Lorsque le mari d'Amina a eu vent de la fausse couche de son épouse, il a abandonné sa famille et est parti pour la ville. Manquant d'eau et de nourriture, Amina a décidé de rejoindre Hargeisa, dans l'espoir que sa famille éloignée puisse lui venir en aide. « La situation était très différente de ce à quoi on s'attendait, ils ont refusé de nous accueillir, m'explique-t-elle. Je suis donc allée dans un camp avec mes trois enfants. »

Un camp non-officiel, dans lequel aucune ONG n'opère. On attend même des femmes qu'elles paient un loyer aux pseudo-propriétaires. « C'est un terrain privé, donc il faut qu'on paie. Quand on ne paie pas, les propriétaires récupèrent leur terrain et nous obligent à déménager, explique Amina. Vous voyez ces pierres tout autour de nous ? On les ramasse et on va les vendre au marché. On gagne dans les 60 000 shillings somaliens [soit environ sept euros, ndlr] par tonne. »

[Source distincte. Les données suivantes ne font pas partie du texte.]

//! Contrast-limited adaptive histogram equalization.
//!
//! The image is split into a grid of tiles, each tile gets its own clipped
//! equalization table, and every pixel is remapped by bilinear blending of
//! the four nearest tile tables.

use image::GrayImage;

pub const DEFAULT_CLIP_LIMIT: f32 = 40.0;
pub const DEFAULT_GRID: u32 = 8;

const BINS: usize = 256;

#[derive(Clone, Debug, PartialEq)]
pub struct Clahe {
    clip_limit: f32,
    grid: u32,
}

impl Clahe {
    pub fn new(clip_limit: f32, grid: u32) -> Self {
        Self {
            clip_limit,
            grid: grid.max(1),
        }
    }

    pub fn apply(&self, image: &GrayImage) -> GrayImage {
        let (w, h) = image.dimensions();
        if w == 0 || h == 0 {
            return image.clone();
        }

        let (tile_w, tiles_x) = tiling(w, self.grid);
        let (tile_h, tiles_y) = tiling(h, self.grid);

        let mut luts = Vec::with_capacity((tiles_x * tiles_y) as usize);
        for ty in 0..tiles_y {
            for tx in 0..tiles_x {
                let x0 = tx * tile_w;
                let y0 = ty * tile_h;
                let x1 = (x0 + tile_w).min(w);
                let y1 = (y0 + tile_h).min(h);
                luts.push(self.tile_lut(image, x0, y0, x1, y1));
            }
        }

        let inv_tw = 1.0 / tile_w as f32;
        let inv_th = 1.0 / tile_h as f32;
        let lut_at = |tx: u32, ty: u32| &luts[(ty * tiles_x + tx) as usize];

        GrayImage::from_fn(w, h, |x, y| {
            let (tx1, tx2, xa) = neighbours(x as f32 * inv_tw - 0.5, tiles_x);
            let (ty1, ty2, ya) = neighbours(y as f32 * inv_th - 0.5, tiles_y);
            let v = image.get_pixel(x, y)[0] as usize;

            let top = lut_at(tx1, ty1)[v] as f32 * (1.0 - xa) + lut_at(tx2, ty1)[v] as f32 * xa;
            let bottom = lut_at(tx1, ty2)[v] as f32 * (1.0 - xa) + lut_at(tx2, ty2)[v] as f32 * xa;
            let out = top * (1.0 - ya) + bottom * ya;
            image::Luma([out.round().clamp(0.0, 255.0) as u8])
        })
    }

    fn tile_lut(&self, image: &GrayImage, x0: u32, y0: u32, x1: u32, y1: u32) -> [u8; BINS] {
        let mut hist = [0u32; BINS];
        for y in y0..y1 {
            for x in x0..x1 {
                hist[image.get_pixel(x, y)[0] as usize] += 1;
            }
        }

        let area = ((x1 - x0) * (y1 - y0)).max(1);
        if self.clip_limit > 0.0 {
            let limit = ((self.clip_limit * area as f32 / BINS as f32) as u32).max(1);
            clip_histogram(&mut hist, limit);
        }

        let scale = 255.0 / area as f32;
        let mut lut = [0u8; BINS];
        let mut cumulative = 0u32;
        for (entry, &count) in lut.iter_mut().zip(hist.iter()) {
            cumulative += count;
            *entry = (cumulative as f32 * scale).round().clamp(0.0, 255.0) as u8;
        }
        lut
    }
}

impl Default for Clahe {
    fn default() -> Self {
        Self::new(DEFAULT_CLIP_LIMIT, DEFAULT_GRID)
    }
}

/// Tile edge length and tile count covering `len` with at most `grid` tiles.
fn tiling(len: u32, grid: u32) -> (u32, u32) {
    let tiles = grid.min(len).max(1);
    let tile = len.div_ceil(tiles);
    (tile, len.div_ceil(tile))
}

fn neighbours(pos: f32, tiles: u32) -> (u32, u32, f32) {
    let lower = pos.floor();
    let frac = pos - lower;
    let t1 = (lower as i64).clamp(0, tiles as i64 - 1) as u32;
    let t2 = (lower as i64 + 1).clamp(0, tiles as i64 - 1) as u32;
    (t1, t2, frac)
}

/// Caps every bin at `limit` and spreads the excess evenly over all bins.
fn clip_histogram(hist: &mut [u32; BINS], limit: u32) {
    let mut excess = 0u32;
    for bin in hist.iter_mut() {
        if *bin > limit {
            excess += *bin - limit;
            *bin = limit;
        }
    }

    let batch = excess / BINS as u32;
    let residual = excess as usize - batch as usize * BINS;
    for bin in hist.iter_mut() {
        *bin += batch;
    }
    if residual > 0 {
        let step = (BINS / residual).max(1);
        for bin in hist.iter_mut().step_by(step).take(residual) {
            *bin += 1;
        }
    }
}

En raison de complications liées à sa fausse couche, Amina précise que porter des pierres est très douloureux. Elle ajoute que certains propriétaires mettent le feu aux tentes des femmes qui ne paient pas leur loyer. « Il n'y a aucune mesure de sécurité dans ce camp, il n'y a même pas de lumière. Nos tentes sont en tissu, nous n'avons pas de verrou. Nous sommes effrayées. La nuit, n'importe qui peut entrer et nous faire du mal. Au final, je dors très peu. »

À quelques tentes de là vit Hodan Ahmedan, 23 ans. Deux nuits auparavant, elle a été agressée sexuellement par un groupe d'hommes alors qu'elle allait aux toilettes. « Ils sont partis lorsqu'une vieille dame est venue à mon secours », raconte-elle, avant d'ajouter que ces attaques sont fréquentes.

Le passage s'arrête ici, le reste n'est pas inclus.